■ TASK BRIEF
Below are entries. Copy exactly the lines running from the line that holds "if let Some(keyboard)" to the line that holds "if let Some(pointer)", with both ends included.

■ GIVEN DATA
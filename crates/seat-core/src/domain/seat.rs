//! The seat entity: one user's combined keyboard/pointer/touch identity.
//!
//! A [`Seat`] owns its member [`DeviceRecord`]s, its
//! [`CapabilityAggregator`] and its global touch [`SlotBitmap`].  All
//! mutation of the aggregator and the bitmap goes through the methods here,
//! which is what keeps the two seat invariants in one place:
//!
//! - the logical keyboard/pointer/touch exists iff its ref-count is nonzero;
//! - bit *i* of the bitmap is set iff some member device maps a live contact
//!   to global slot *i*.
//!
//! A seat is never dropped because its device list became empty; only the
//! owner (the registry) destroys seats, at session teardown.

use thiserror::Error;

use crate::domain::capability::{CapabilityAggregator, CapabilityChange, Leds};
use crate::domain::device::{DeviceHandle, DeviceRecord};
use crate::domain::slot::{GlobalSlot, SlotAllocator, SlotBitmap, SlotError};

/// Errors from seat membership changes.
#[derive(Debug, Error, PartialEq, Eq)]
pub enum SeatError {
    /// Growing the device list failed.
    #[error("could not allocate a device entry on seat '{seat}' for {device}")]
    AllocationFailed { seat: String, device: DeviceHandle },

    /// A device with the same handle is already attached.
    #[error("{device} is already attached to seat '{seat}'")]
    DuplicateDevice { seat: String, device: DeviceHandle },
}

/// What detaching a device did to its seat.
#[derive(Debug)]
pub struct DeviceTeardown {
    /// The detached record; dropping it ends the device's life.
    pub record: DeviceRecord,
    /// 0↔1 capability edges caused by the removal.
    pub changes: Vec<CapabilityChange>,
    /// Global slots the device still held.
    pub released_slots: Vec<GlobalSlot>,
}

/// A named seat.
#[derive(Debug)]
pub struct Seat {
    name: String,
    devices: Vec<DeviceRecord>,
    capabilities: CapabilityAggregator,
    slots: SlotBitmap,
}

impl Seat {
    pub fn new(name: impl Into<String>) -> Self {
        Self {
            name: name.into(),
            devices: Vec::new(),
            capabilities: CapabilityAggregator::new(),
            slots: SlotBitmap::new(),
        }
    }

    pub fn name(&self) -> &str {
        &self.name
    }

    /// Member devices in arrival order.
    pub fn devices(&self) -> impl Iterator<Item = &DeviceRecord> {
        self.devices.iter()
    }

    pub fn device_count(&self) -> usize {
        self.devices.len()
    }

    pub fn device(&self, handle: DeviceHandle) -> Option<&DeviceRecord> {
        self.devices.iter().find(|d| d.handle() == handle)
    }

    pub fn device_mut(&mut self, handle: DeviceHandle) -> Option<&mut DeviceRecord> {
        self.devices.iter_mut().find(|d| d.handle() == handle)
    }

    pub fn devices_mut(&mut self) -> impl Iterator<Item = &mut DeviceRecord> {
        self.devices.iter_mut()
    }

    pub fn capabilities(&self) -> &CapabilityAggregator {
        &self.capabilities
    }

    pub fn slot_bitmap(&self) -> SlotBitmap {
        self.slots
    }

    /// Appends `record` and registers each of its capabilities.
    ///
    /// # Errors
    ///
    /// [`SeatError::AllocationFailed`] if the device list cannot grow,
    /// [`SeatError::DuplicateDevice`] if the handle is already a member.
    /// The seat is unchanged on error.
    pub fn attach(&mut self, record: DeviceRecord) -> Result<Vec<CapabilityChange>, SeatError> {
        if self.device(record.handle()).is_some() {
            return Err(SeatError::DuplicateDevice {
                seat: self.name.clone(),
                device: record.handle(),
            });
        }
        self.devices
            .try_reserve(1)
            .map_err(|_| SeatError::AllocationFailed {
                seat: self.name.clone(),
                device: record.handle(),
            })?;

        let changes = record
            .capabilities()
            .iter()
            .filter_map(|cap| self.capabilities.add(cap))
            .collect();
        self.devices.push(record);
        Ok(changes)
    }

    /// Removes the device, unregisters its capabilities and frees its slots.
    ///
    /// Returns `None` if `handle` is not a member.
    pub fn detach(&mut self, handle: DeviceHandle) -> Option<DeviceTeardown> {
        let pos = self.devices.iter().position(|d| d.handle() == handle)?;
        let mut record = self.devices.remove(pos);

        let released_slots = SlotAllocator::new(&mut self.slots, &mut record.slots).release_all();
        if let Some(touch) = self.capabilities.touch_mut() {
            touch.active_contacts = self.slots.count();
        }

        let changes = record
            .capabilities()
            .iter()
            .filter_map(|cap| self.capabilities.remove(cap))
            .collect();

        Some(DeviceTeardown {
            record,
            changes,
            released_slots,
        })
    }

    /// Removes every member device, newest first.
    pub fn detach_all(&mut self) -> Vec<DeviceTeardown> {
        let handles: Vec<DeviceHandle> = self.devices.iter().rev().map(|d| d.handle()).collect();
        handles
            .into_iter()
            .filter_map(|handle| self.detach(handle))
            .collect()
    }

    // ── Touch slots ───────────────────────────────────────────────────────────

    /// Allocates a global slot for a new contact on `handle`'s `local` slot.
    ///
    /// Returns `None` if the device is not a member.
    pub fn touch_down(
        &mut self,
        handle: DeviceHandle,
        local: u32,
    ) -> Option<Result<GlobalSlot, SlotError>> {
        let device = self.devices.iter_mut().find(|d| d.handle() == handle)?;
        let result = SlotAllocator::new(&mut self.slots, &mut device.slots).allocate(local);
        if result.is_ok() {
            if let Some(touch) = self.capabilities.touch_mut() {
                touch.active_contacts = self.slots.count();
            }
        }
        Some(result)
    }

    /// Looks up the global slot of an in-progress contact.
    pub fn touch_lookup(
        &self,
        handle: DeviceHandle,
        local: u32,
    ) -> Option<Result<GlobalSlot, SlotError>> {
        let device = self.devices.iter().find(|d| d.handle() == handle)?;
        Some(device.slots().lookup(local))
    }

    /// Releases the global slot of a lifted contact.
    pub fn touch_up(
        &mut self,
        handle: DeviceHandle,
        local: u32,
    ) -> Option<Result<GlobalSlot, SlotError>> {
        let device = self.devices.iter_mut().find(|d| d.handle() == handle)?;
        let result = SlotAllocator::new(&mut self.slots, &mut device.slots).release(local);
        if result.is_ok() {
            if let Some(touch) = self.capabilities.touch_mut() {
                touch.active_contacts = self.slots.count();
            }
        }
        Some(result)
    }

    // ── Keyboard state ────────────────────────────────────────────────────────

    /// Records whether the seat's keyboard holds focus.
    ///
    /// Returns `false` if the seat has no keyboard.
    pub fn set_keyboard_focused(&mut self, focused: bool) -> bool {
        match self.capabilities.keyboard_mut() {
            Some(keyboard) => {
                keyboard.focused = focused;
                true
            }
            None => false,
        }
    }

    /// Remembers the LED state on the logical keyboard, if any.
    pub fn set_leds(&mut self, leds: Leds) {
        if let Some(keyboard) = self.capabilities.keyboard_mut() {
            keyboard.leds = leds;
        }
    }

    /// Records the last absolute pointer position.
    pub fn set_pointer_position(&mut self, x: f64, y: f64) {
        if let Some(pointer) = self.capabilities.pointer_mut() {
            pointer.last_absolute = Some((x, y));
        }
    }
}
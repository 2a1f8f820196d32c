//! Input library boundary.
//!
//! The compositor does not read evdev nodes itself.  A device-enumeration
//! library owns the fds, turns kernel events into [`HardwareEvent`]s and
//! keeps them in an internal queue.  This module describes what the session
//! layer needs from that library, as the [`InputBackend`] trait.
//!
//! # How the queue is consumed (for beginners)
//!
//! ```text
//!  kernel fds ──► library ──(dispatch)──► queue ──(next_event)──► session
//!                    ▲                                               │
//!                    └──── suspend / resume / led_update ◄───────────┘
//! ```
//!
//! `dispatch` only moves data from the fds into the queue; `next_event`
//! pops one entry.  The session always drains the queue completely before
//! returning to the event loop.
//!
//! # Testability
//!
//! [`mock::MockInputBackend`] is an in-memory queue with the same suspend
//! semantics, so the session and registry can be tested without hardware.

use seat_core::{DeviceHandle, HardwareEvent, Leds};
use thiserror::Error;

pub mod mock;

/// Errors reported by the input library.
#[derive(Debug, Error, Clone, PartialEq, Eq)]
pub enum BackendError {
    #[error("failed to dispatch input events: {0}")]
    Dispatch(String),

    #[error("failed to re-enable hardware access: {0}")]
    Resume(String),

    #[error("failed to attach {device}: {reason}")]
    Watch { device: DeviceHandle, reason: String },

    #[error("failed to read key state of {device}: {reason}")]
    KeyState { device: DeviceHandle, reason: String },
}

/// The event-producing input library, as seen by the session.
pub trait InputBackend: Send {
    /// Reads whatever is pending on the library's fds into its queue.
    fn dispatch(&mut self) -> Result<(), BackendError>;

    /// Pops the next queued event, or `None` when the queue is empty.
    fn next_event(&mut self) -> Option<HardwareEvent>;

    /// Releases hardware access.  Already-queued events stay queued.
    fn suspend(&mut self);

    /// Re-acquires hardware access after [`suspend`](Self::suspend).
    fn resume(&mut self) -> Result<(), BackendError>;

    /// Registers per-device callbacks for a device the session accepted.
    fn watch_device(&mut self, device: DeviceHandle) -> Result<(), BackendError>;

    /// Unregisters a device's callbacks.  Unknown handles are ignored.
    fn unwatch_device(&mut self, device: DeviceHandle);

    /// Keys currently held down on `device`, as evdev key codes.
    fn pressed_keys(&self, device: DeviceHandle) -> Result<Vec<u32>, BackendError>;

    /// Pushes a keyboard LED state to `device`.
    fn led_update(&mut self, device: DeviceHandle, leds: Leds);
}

■ RESPONSE TO THIS TASK
        if let Some(keyboard) = self.capabilities.keyboard_mut() {
            keyboard.leds = leds;
        }
    }

    /// Records the last absolute pointer position.
    pub fn set_pointer_position(&mut self, x: f64, y: f64) {
        if let Some(pointer) = self.capabilities.pointer_mut() {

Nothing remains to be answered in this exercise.